The answer must consist of every line in the data that contains "WebConfig".

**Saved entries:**
* * * *

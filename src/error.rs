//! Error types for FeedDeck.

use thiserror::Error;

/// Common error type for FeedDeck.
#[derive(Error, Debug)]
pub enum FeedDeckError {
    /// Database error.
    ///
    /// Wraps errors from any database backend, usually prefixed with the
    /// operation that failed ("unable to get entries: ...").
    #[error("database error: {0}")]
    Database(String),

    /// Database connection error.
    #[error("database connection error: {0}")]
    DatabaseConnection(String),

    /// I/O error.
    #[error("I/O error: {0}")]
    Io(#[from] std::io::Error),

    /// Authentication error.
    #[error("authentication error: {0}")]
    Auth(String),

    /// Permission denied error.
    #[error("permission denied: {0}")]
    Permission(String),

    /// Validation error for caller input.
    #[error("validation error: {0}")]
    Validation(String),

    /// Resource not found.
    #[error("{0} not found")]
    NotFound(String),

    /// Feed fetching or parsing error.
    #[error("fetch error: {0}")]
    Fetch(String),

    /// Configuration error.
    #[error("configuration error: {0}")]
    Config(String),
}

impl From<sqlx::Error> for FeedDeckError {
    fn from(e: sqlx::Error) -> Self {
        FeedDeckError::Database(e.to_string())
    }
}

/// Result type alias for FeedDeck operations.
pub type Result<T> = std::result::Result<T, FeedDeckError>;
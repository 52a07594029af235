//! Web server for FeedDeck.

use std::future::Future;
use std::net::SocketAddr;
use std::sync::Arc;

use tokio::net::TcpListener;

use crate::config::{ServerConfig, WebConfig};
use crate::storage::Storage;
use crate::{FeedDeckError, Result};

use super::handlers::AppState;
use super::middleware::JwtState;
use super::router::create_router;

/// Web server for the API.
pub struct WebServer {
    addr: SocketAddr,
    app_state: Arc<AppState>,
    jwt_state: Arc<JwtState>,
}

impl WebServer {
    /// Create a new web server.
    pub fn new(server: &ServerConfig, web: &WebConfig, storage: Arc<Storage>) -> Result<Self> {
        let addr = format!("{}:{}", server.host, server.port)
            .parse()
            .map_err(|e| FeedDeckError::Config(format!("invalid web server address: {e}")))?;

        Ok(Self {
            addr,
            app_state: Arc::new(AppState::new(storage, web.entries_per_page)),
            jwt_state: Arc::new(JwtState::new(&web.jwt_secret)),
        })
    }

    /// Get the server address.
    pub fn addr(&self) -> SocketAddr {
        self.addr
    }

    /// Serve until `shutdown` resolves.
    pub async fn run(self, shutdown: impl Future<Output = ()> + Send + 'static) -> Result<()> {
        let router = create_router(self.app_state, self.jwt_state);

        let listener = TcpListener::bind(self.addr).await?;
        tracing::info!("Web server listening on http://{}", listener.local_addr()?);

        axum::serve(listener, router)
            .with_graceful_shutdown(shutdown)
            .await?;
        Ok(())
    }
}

* * * *

**ANSWER FOR THIS EXERCISE:**
use crate::config::{ServerConfig, WebConfig};
    pub fn new(server: &ServerConfig, web: &WebConfig, storage: Arc<Storage>) -> Result<Self> {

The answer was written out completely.